**Task prompt:**
Output, word for word, every line from the line with "filename src/router/inquiry_router.rs" through the final line of the data below.

──────── Data for this exercise

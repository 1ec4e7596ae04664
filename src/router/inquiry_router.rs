use axum::{
    middleware,
    routing::{get, post, put},
    Router,
};
use std::sync::Arc;

use crate::handler::follow_up_handler::{add_follow_up_handler, delete_follow_up_handler, update_follow_up_handler};
use crate::handler::inquiry_handler::{
    assign_inquiry_handler, check_phone_handler, claim_inquiry_handler, create_inquiry_handler, delete_inquiry_handler,
    forward_to_sales_handler, get_inquiry_handler, list_admitted_handler, list_inquiries_handler,
    move_to_unattended_handler, reassign_to_presales_handler, reassign_to_sales_handler, update_inquiry_handler,
    InquiryState,
};
use crate::middlewares::auth_middleware::{require_actor, AuthState};

pub fn inquiry_router(service: InquiryState, auth_state: Arc<AuthState>) -> Router {
    Router::new()
        .route("/inquiries", get(list_inquiries_handler).post(create_inquiry_handler))
        .route("/inquiries/check-phone", get(check_phone_handler))
        .route("/inquiries/admitted", get(list_admitted_handler))
        .route(
            "/inquiries/{id}",
            get(get_inquiry_handler).put(update_inquiry_handler).delete(delete_inquiry_handler),
        )
        .route("/inquiries/{id}/assign", post(assign_inquiry_handler))
        .route("/inquiries/{id}/claim", post(claim_inquiry_handler))
        .route("/inquiries/{id}/forward", post(forward_to_sales_handler))
        .route("/inquiries/{id}/reassign/presales", post(reassign_to_presales_handler))
        .route("/inquiries/{id}/reassign/sales", post(reassign_to_sales_handler))
        .route("/inquiries/{id}/unattend", post(move_to_unattended_handler))
        .route("/inquiries/{id}/follow-ups", post(add_follow_up_handler))
        .route(
            "/inquiries/{id}/follow-ups/{follow_up_id}",
            put(update_follow_up_handler).delete(delete_follow_up_handler),
        )
        .route_layer(middleware::from_fn_with_state(auth_state, require_actor))
        .with_state(service)
}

────────────────

**Final answer:**
filename src/router/inquiry_router.rs
use axum::{
    middleware,
    routing::{get, post, put},
    Router,
};
use std::sync::Arc;

use crate::handler::follow_up_handler::{add_follow_up_handler, delete_follow_up_handler, update_follow_up_handler};
use crate::handler::inquiry_handler::{
    assign_inquiry_handler, check_phone_handler, claim_inquiry_handler, create_inquiry_handler, delete_inquiry_handler,
    forward_to_sales_handler, get_inquiry_handler, list_admitted_handler, list_inquiries_handler,
    move_to_unattended_handler, reassign_to_presales_handler, reassign_to_sales_handler, update_inquiry_handler,
    InquiryState,
};
use crate::middlewares::auth_middleware::{require_actor, AuthState};

pub fn inquiry_router(service: InquiryState, auth_state: Arc<AuthState>) -> Router {
    Router::new()
        .route("/inquiries", get(list_inquiries_handler).post(create_inquiry_handler))
        .route("/inquiries/check-phone", get(check_phone_handler))
        .route("/inquiries/admitted", get(list_admitted_handler))
        .route(
            "/inquiries/{id}",
            get(get_inquiry_handler).put(update_inquiry_handler).delete(delete_inquiry_handler),
        )
        .route("/inquiries/{id}/assign", post(assign_inquiry_handler))
        .route("/inquiries/{id}/claim", post(claim_inquiry_handler))
        .route("/inquiries/{id}/forward", post(forward_to_sales_handler))
        .route("/inquiries/{id}/reassign/presales", post(reassign_to_presales_handler))
        .route("/inquiries/{id}/reassign/sales", post(reassign_to_sales_handler))
        .route("/inquiries/{id}/unattend", post(move_to_unattended_handler))
        .route("/inquiries/{id}/follow-ups", post(add_follow_up_handler))
        .route(
            "/inquiries/{id}/follow-ups/{follow_up_id}",
            put(update_follow_up_handler).delete(delete_follow_up_handler),
        )
        .route_layer(middleware::from_fn_with_state(auth_state, require_actor))
        .with_state(service)
}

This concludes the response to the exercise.